Task: Please repeat exactly the lines below from the one containing "pub async fn save_json<T: Serialize" down to the one containing "let written = tokio::task::spawn_blocking(move", both included, and nothing else.

Task inputs:

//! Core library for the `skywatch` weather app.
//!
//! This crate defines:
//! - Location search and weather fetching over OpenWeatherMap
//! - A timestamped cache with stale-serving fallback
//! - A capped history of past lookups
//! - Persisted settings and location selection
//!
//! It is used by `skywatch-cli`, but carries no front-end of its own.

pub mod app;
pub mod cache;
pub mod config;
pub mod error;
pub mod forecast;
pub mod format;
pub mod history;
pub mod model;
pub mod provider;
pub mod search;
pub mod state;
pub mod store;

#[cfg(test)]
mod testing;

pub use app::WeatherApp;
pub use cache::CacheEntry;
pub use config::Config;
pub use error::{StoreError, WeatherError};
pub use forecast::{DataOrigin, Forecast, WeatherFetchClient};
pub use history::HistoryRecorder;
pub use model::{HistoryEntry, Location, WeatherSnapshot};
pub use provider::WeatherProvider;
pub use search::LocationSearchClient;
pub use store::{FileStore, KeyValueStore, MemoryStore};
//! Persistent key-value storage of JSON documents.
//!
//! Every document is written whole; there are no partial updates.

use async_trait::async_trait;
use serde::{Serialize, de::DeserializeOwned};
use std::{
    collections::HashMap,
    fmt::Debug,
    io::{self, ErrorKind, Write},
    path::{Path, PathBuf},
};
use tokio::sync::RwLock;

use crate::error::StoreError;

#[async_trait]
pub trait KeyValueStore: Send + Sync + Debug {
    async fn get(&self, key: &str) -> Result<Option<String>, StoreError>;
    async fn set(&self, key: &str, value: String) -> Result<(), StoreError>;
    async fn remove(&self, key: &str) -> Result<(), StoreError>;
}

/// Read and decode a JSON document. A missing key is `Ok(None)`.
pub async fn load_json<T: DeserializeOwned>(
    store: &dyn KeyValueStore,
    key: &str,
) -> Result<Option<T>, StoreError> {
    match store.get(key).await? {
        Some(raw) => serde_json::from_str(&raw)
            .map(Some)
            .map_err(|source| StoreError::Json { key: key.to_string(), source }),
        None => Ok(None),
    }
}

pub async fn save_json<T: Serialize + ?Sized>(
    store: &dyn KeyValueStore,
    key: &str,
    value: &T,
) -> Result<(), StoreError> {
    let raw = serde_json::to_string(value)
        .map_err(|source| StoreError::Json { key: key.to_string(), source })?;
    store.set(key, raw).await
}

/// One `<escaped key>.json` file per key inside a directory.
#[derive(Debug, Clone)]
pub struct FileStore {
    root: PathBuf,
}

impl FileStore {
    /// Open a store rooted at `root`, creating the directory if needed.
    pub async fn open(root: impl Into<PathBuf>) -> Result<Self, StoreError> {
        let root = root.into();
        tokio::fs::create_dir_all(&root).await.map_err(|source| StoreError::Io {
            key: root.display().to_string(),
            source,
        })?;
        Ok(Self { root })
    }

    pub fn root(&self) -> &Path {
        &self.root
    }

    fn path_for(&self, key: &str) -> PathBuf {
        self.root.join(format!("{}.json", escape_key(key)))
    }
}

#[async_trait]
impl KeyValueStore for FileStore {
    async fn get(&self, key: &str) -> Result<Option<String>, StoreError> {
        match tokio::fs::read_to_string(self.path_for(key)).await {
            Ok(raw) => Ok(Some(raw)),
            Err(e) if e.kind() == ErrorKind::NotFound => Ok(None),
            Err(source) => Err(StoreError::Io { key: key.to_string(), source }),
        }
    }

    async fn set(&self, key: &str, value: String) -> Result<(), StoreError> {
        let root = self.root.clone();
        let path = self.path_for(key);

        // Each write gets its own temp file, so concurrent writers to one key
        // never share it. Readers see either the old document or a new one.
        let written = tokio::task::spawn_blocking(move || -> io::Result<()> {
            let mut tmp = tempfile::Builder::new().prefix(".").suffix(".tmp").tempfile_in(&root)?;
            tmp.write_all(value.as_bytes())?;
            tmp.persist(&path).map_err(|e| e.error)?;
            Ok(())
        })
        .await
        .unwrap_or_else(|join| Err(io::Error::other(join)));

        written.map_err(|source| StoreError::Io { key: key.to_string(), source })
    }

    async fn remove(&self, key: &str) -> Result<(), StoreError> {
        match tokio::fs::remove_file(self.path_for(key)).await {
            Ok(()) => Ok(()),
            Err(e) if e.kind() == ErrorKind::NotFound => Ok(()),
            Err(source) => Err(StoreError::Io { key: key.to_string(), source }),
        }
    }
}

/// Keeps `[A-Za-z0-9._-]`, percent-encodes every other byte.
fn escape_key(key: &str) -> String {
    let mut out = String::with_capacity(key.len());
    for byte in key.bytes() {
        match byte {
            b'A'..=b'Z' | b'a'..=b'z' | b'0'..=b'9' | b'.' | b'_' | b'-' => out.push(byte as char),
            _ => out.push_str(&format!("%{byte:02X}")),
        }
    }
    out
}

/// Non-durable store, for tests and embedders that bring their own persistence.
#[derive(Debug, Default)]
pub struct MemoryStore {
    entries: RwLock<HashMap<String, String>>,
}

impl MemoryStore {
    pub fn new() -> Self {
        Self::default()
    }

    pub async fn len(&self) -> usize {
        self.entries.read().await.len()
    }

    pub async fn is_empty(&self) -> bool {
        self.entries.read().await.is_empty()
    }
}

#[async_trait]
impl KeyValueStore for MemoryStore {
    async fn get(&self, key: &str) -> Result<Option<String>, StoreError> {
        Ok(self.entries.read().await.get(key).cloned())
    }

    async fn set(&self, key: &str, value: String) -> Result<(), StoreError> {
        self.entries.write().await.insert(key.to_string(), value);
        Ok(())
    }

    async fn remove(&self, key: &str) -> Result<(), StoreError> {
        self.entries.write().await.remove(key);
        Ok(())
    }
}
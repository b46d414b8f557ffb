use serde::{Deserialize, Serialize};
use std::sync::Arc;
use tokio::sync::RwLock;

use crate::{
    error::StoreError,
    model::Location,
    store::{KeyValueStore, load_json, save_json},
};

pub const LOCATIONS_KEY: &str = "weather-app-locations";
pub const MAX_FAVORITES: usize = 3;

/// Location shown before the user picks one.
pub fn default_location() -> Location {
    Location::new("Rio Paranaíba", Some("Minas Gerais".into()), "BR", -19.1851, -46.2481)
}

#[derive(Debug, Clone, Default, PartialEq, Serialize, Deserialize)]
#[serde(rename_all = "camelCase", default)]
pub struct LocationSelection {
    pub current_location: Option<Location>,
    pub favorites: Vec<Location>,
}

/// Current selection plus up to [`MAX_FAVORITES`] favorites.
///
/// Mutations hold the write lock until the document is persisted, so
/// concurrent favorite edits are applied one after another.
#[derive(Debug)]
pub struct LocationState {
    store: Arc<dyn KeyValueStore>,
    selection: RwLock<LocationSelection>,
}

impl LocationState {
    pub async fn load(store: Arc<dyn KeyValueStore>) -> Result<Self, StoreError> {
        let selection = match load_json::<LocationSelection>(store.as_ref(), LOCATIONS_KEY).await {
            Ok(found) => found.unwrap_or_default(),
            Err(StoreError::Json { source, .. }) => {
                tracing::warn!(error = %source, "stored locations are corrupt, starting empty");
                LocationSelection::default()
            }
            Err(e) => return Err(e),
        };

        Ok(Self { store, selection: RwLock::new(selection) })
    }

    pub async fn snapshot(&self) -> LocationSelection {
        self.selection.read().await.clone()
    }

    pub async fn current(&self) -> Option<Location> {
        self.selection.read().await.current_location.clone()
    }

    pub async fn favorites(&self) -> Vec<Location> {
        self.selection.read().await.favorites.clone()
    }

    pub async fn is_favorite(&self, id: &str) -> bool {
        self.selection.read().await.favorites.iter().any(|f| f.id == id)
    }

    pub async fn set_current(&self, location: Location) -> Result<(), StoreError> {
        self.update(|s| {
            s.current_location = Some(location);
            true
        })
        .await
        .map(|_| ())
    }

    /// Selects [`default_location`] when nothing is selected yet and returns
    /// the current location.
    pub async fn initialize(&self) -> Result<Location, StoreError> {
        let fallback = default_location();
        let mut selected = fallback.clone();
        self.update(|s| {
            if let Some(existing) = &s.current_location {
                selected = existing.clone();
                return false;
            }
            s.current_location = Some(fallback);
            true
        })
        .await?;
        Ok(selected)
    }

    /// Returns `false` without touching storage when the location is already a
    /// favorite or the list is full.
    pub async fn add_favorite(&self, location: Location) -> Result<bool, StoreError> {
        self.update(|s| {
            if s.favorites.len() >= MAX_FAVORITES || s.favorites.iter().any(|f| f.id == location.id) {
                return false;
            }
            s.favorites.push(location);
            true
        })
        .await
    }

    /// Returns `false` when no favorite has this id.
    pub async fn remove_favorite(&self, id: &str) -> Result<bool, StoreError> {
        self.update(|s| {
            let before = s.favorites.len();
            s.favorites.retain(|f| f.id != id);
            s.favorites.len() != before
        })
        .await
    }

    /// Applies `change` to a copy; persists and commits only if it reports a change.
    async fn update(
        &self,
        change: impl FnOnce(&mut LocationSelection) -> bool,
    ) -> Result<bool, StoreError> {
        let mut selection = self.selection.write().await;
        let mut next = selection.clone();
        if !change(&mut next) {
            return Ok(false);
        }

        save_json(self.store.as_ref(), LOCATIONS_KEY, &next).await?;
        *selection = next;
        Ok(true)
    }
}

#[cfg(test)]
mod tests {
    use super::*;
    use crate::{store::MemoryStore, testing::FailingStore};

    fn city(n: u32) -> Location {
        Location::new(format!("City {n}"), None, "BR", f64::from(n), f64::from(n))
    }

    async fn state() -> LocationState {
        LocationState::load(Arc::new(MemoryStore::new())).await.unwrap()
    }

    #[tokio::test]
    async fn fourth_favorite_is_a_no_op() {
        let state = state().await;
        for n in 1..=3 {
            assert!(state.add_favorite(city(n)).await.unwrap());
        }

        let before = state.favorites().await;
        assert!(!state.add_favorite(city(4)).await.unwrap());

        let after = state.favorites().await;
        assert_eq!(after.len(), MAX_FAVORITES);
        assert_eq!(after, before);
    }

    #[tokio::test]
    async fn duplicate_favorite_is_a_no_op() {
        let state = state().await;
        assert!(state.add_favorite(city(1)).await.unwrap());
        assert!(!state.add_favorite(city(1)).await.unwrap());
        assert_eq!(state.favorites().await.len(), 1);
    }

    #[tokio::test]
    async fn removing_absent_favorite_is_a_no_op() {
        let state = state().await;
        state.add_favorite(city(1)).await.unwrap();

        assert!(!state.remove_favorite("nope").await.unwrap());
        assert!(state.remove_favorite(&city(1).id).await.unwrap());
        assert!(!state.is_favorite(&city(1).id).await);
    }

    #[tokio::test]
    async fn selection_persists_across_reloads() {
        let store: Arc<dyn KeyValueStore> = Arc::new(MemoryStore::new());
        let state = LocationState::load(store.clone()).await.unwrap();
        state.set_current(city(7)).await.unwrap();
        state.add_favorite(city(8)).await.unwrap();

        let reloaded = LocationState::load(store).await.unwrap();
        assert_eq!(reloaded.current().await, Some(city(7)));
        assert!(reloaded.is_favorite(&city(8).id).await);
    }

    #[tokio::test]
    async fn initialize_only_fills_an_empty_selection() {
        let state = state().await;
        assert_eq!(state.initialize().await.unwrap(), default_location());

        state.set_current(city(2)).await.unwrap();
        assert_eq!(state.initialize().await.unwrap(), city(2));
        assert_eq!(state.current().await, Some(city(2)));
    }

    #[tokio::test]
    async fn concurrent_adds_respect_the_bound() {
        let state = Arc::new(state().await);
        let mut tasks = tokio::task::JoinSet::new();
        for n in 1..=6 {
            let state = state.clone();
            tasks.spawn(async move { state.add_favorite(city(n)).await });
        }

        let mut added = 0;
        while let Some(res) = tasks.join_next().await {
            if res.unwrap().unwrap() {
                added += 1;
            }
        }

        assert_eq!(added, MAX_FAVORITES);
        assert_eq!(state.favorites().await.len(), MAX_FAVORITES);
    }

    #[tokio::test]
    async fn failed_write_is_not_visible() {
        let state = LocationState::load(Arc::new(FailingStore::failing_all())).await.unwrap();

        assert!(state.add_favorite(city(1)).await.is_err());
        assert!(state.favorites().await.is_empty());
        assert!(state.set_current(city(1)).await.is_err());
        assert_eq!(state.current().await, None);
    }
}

Task result:
pub async fn save_json<T: Serialize + ?Sized>(
    store: &dyn KeyValueStore,
    key: &str,
    value: &T,
) -> Result<(), StoreError> {
    let raw = serde_json::to_string(value)
        .map_err(|source| StoreError::Json { key: key.to_string(), source })?;
    store.set(key, raw).await
}

/// One `<escaped key>.json` file per key inside a directory.
#[derive(Debug, Clone)]
pub struct FileStore {
    root: PathBuf,
}

impl FileStore {
    /// Open a store rooted at `root`, creating the directory if needed.
    pub async fn open(root: impl Into<PathBuf>) -> Result<Self, StoreError> {
        let root = root.into();
        tokio::fs::create_dir_all(&root).await.map_err(|source| StoreError::Io {
            key: root.display().to_string(),
            source,
        })?;
        Ok(Self { root })
    }

    pub fn root(&self) -> &Path {
        &self.root
    }

    fn path_for(&self, key: &str) -> PathBuf {
        self.root.join(format!("{}.json", escape_key(key)))
    }
}

#[async_trait]
impl KeyValueStore for FileStore {
    async fn get(&self, key: &str) -> Result<Option<String>, StoreError> {
        match tokio::fs::read_to_string(self.path_for(key)).await {
            Ok(raw) => Ok(Some(raw)),
            Err(e) if e.kind() == ErrorKind::NotFound => Ok(None),
            Err(source) => Err(StoreError::Io { key: key.to_string(), source }),
        }
    }

    async fn set(&self, key: &str, value: String) -> Result<(), StoreError> {
        let root = self.root.clone();
        let path = self.path_for(key);

        // Each write gets its own temp file, so concurrent writers to one key
        // never share it. Readers see either the old document or a new one.
        let written = tokio::task::spawn_blocking(move || -> io::Result<()> {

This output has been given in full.